The Consumer Price Index (CPI) grew 2.5 percent from a year earlier, 0.2 percentage points faster than in March, according to data from the National Bureau of Statistics (NBS).
That was largely in line with market expectations and should dispel risks of inflation in the world's second-largest economy for the moment, analysts said.
"So far, I don't think there are any risks of inflation," Liu Xuezhi, an economist at Bank of Communications, told the Global Times on Thursday, noting that such CPI rise had been "moderate."
Liu also said higher food prices, particularly for pork, were behind the rise in the CPI.
Food prices increased by 6.1 percent year-on-year in the month, while pork prices rose 14.4 percent because of an outbreak of African swine fever in some areas in recent months, according to the NBS.

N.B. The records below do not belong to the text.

//! Interest calculations

use serde::Serialize;

use crate::error::{FinanceMcpError, Result};
use crate::finance::utils::ensure_finite;

/// How interest accrues
#[derive(Debug, Clone, Copy, PartialEq, Eq, Serialize)]
#[serde(rename_all = "lowercase")]
pub enum InterestKind {
    Simple,
    Compound,
}

impl InterestKind {
    pub fn from_compound_flag(compound: bool) -> Self {
        if compound {
            InterestKind::Compound
        } else {
            InterestKind::Simple
        }
    }

    pub fn as_str(&self) -> &'static str {
        match self {
            InterestKind::Simple => "simple",
            InterestKind::Compound => "compound",
        }
    }
}

/// Outcome of an interest calculation
#[derive(Debug, Clone, Serialize)]
pub struct InterestResult {
    pub principal: f64,
    pub rate: f64,
    pub years: u32,
    pub compounds_per_year: u32,
    pub kind: InterestKind,
    /// Interest earned, excluding the principal
    pub interest: f64,
    /// Principal plus interest
    pub final_amount: f64,
}

/// Calculate simple or compound interest on a principal.
///
/// `rate` is the annual rate as a decimal (0.05 for 5%). Compound interest is
/// `P * (1 + r/n)^(n*t) - P`; with `n = 1` this is annual compounding.
/// `compounds_per_year` is ignored for simple interest.
pub fn calculate_interest(
    principal: f64,
    rate: f64,
    years: u32,
    kind: InterestKind,
    compounds_per_year: u32,
) -> Result<InterestResult> {
    if principal.is_nan() || principal < 0.0 {
        return Err(FinanceMcpError::invalid_parameter(
            "principal",
            "must be zero or greater",
        ));
    }
    if rate.is_nan() || rate < 0.0 {
        return Err(FinanceMcpError::invalid_parameter(
            "rate",
            "must be zero or greater",
        ));
    }
    if compounds_per_year == 0 {
        return Err(FinanceMcpError::invalid_parameter(
            "compounds_per_year",
            "must be at least 1",
        ));
    }

    let interest = match kind {
        InterestKind::Simple => principal * rate * f64::from(years),
        InterestKind::Compound => {
            let n = f64::from(compounds_per_year);
            let periods = n * f64::from(years);
            principal * (1.0 + rate / n).powf(periods) - principal
        }
    };
    let interest = ensure_finite(interest, "interest")?;
    let final_amount = ensure_finite(principal + interest, "final amount")?;

    tracing::debug!(
        kind = kind.as_str(),
        principal,
        rate,
        years,
        interest,
        "calculated interest"
    );

    Ok(InterestResult {
        principal,
        rate,
        years,
        compounds_per_year: match kind {
            InterestKind::Simple => 1,
            InterestKind::Compound => compounds_per_year,
        },
        kind,
        interest,
        final_amount,
    })
}

#[cfg(test)]
mod tests {
    use super::*;

    fn approx(a: f64, b: f64) -> bool {
        (a - b).abs() < 1e-9
    }

    #[test]
    fn test_compound_matches_closed_form() {
        let result = calculate_interest(1000.0, 0.05, 10, InterestKind::Compound, 1).unwrap();
        let expected = 1000.0 * 1.05_f64.powi(10) - 1000.0;
        assert!(approx(result.interest, expected));
        assert!(approx(result.final_amount, 1000.0 * 1.05_f64.powi(10)));
    }

    #[test]
    fn test_simple_interest() {
        let result = calculate_interest(1000.0, 0.05, 10, InterestKind::Simple, 1).unwrap();
        assert!(approx(result.interest, 500.0));
        assert!(approx(result.final_amount, 1500.0));
    }

    #[test]
    fn test_monthly_compounding_beats_annual() {
        let annual = calculate_interest(1000.0, 0.06, 5, InterestKind::Compound, 1).unwrap();
        let monthly = calculate_interest(1000.0, 0.06, 5, InterestKind::Compound, 12).unwrap();
        let expected = 1000.0 * (1.0 + 0.06 / 12.0_f64).powi(60) - 1000.0;
        assert!(approx(monthly.interest, expected));
        assert!(monthly.interest > annual.interest);
    }

    #[test]
    fn test_zero_years_earns_nothing() {
        let result = calculate_interest(2500.0, 0.07, 0, InterestKind::Compound, 4).unwrap();
        assert!(approx(result.interest, 0.0));
        assert!(approx(result.final_amount, 2500.0));
    }

    #[test]
    fn test_negative_rate_rejected() {
        let err = calculate_interest(1000.0, -0.01, 1, InterestKind::Compound, 1).unwrap_err();
        assert!(err.to_string().contains("rate"));
    }

    #[test]
    fn test_negative_principal_rejected() {
        assert!(calculate_interest(-1.0, 0.05, 1, InterestKind::Simple, 1).is_err());
    }

    #[test]
    fn test_zero_compounding_periods_rejected() {
        assert!(calculate_interest(100.0, 0.05, 1, InterestKind::Compound, 0).is_err());
    }

    #[test]
    fn test_overflow_is_reported() {
        let err = calculate_interest(1e300, 10.0, 1000, InterestKind::Compound, 1).unwrap_err();
        assert!(matches!(err, FinanceMcpError::Calculation(_)));
    }
}
//! Finance Assistant MCP Server Library
//!
//! A Model Context Protocol (MCP) server exposing personal finance tools:
//! interest calculation, expense categorization, savings projection and
//! budget planning.

pub mod config;
pub mod error;
pub mod finance;
pub mod mcp;

pub use config::Config;
pub use error::{FinanceMcpError, Result};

Pork prices drive a rise of 0.31 percentage points in the CPI growth.
Liu said that evident inflation risks are nowhere to be found in China and the relatively stable CPI also left room for further policy adjustment.
"It creates a good environment for policymaking, as inflation risks can often are a restricting factor for easing monetary policy," Liu told the Global Times.
The producer price index (PPI) posted a better-than-expected growth rate of 0.9 percent year-on-year in April, up 0.5 percentage points from March, the NBS said.
The rise in the PPI highlighted improvements in both industrial demand and manufacturing, according to Liu.
"As price increases at the factory end were higher than at the purchase end, the cost pressure on business operations is expected to be relieved to a certain degree, which is conducive to the operations of the real economy," Liu said.
Amid rising downward pressure, Chinese policymakers have launched policy initiatives to stabilize growth, including massive stimulus and huge tax and fee cuts.
As a result, rising signs suggest that the world's second-largest economy has shown signs of a robust recovery.